--- WHAT IS BEING ASKED ---
Each entry that appears below should be restated exactly as it is.

--- Dataset items ---

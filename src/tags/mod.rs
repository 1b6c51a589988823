pub mod builtins;
pub mod homepage;
pub mod papers;
pub mod parser;
pub mod research;

pub use parser::{LinkSite, TagCall, TagKind};

use crate::config::RenderConfig;
use crate::error::Result;
use crate::locale::Locale;
use crate::render::escape_html;

/// Result of tag expansion over one Markdown document.
#[derive(Debug)]
pub struct Expanded {
    pub markdown: String,
    /// IDs from `{{papers: …}}` tags in document order, awaiting resolution
    /// by the hosting page. Not deduplicated.
    pub paper_ids: Vec<String>,
}

/// Registry of custom tag renderers.
///
/// Constructed once per renderer, holds a dedicated Tera instance for the
/// built-in tag templates. Untrusted values (labels, URLs) are escaped before
/// they reach a template; colors are validated hex and locale strings are
/// ours.
pub struct TagRegistry {
    tera: tera::Tera,
    locale: Locale,
    palette: Vec<String>,
}

impl TagRegistry {
    pub fn new(config: &RenderConfig) -> Result<Self> {
        let mut tera = tera::Tera::default();
        tera.autoescape_on(vec![]); // values are pre-escaped, URLs must survive
        for builtin in builtins::all() {
            tera.add_raw_template(builtin.name, builtin.template.trim_end())?;
        }
        Ok(Self {
            tera,
            locale: config.locale(),
            palette: config.tags.palette.clone(),
        })
    }

    /// Expand all custom tags in the given Markdown.
    ///
    /// Tags inside code blocks are left untouched. A tag whose content is
    /// blank (or yields no valid entries) expands to nothing.
    pub fn expand(&self, input: &str) -> Result<Expanded> {
        let calls = parser::parse_tags(input);
        if calls.is_empty() {
            return Ok(Expanded {
                markdown: input.to_string(),
                paper_ids: Vec::new(),
            });
        }

        let mut paper_ids = Vec::new();
        let mut rendered = Vec::with_capacity(calls.len());
        for call in &calls {
            rendered.push(self.render_tag(call, &mut paper_ids)?);
        }

        // Replace spans back-to-front so byte offsets stay valid.
        let mut output = input.to_string();
        for (call, html) in calls.iter().zip(&rendered).rev() {
            output.replace_range(call.span.0..call.span.1, html);
        }

        Ok(Expanded {
            markdown: output,
            paper_ids,
        })
    }

    fn render_tag(&self, call: &TagCall, paper_ids: &mut Vec<String>) -> Result<String> {
        tracing::debug!(kind = ?call.kind, line = call.line, "expanding tag");
        match call.kind {
            TagKind::Research => {
                let Some(spec) = research::parse_spec(&call.content, &self.palette) else {
                    return Ok(String::new());
                };
                let areas: Vec<serde_json::Value> = spec
                    .areas
                    .iter()
                    .map(|a| {
                        serde_json::json!({
                            "label": escape_html(&a.label),
                            "color": a.color,
                            "text_color": a.text_color,
                        })
                    })
                    .collect();
                let mut ctx = tera::Context::new();
                ctx.insert("heading", self.locale.research_heading());
                ctx.insert("areas", &areas);
                ctx.insert("background", &spec.background);
                Ok(self.tera.render("tags/research.html", &ctx)?)
            }
            TagKind::Papers => {
                let ids = papers::parse_ids(&call.content);
                if ids.is_empty() {
                    return Ok(String::new());
                }
                let mut ctx = tera::Context::new();
                ctx.insert("ids", &ids.join(","));
                ctx.insert("loading", self.locale.papers_loading());
                paper_ids.extend(ids);
                Ok(self.tera.render("tags/papers.html", &ctx)?)
            }
            TagKind::Link(site) => {
                let Some(url) = homepage::normalize_url(&call.content) else {
                    return Ok(String::new());
                };
                let mut ctx = tera::Context::new();
                ctx.insert("site", site.slug());
                ctx.insert("url", &escape_html(&url));
                ctx.insert("label", homepage::link_label(site, self.locale));
                Ok(self.tera.render("tags/homepage.html", &ctx)?)
            }
        }
    }
}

--- SOLUTION ---
filename src/tags/mod.rs
repository 1b6c51a589988823
pub mod builtins;
pub mod homepage;
pub mod papers;
pub mod parser;
pub mod research;

pub use parser::{LinkSite, TagCall, TagKind};

use crate::config::RenderConfig;
use crate::error::Result;
use crate::locale::Locale;
use crate::render::escape_html;

/// Result of tag expansion over one Markdown document.
#[derive(Debug)]
pub struct Expanded {
    pub markdown: String,
    /// IDs from `{{papers: …}}` tags in document order, awaiting resolution
    /// by the hosting page. Not deduplicated.
    pub paper_ids: Vec<String>,
}

/// Registry of custom tag renderers.
///
/// Constructed once per renderer, holds a dedicated Tera instance for the
/// built-in tag templates. Untrusted values (labels, URLs) are escaped before
/// they reach a template; colors are validated hex and locale strings are
/// ours.
pub struct TagRegistry {
    tera: tera::Tera,
    locale: Locale,
    palette: Vec<String>,
}

impl TagRegistry {
    pub fn new(config: &RenderConfig) -> Result<Self> {
        let mut tera = tera::Tera::default();
        tera.autoescape_on(vec![]); // values are pre-escaped, URLs must survive
        for builtin in builtins::all() {
            tera.add_raw_template(builtin.name, builtin.template.trim_end())?;
        }
        Ok(Self {
            tera,
            locale: config.locale(),
            palette: config.tags.palette.clone(),
        })
    }

    /// Expand all custom tags in the given Markdown.
    ///
    /// Tags inside code blocks are left untouched. A tag whose content is
    /// blank (or yields no valid entries) expands to nothing.
    pub fn expand(&self, input: &str) -> Result<Expanded> {
        let calls = parser::parse_tags(input);
        if calls.is_empty() {
            return Ok(Expanded {
                markdown: input.to_string(),
                paper_ids: Vec::new(),
            });
        }

        let mut paper_ids = Vec::new();
        let mut rendered = Vec::with_capacity(calls.len());
        for call in &calls {
            rendered.push(self.render_tag(call, &mut paper_ids)?);
        }

        // Replace spans back-to-front so byte offsets stay valid.
        let mut output = input.to_string();
        for (call, html) in calls.iter().zip(&rendered).rev() {
            output.replace_range(call.span.0..call.span.1, html);
        }

        Ok(Expanded {
            markdown: output,
            paper_ids,
        })
    }

    fn render_tag(&self, call: &TagCall, paper_ids: &mut Vec<String>) -> Result<String> {
        tracing::debug!(kind = ?call.kind, line = call.line, "expanding tag");
        match call.kind {
            TagKind::Research => {
                let Some(spec) = research::parse_spec(&call.content, &self.palette) else {
                    return Ok(String::new());
                };
                let areas: Vec<serde_json::Value> = spec
                    .areas
                    .iter()
                    .map(|a| {
                        serde_json::json!({
                            "label": escape_html(&a.label),
                            "color": a.color,
                            "text_color": a.text_color,
                        })
                    })
                    .collect();
                let mut ctx = tera::Context::new();
                ctx.insert("heading", self.locale.research_heading());
                ctx.insert("areas", &areas);
                ctx.insert("background", &spec.background);
                Ok(self.tera.render("tags/research.html", &ctx)?)
            }
            TagKind::Papers => {
                let ids = papers::parse_ids(&call.content);
                if ids.is_empty() {
                    return Ok(String::new());
                }
                let mut ctx = tera::Context::new();
                ctx.insert("ids", &ids.join(","));
                ctx.insert("loading", self.locale.papers_loading());
                paper_ids.extend(ids);
                Ok(self.tera.render("tags/papers.html", &ctx)?)
            }
            TagKind::Link(site) => {
                let Some(url) = homepage::normalize_url(&call.content) else {
                    return Ok(String::new());
                };
                let mut ctx = tera::Context::new();
                ctx.insert("site", site.slug());
                ctx.insert("url", &escape_html(&url));
                ctx.insert("label", homepage::link_label(site, self.locale));
                Ok(self.tera.render("tags/homepage.html", &ctx)?)
            }
        }
    }
}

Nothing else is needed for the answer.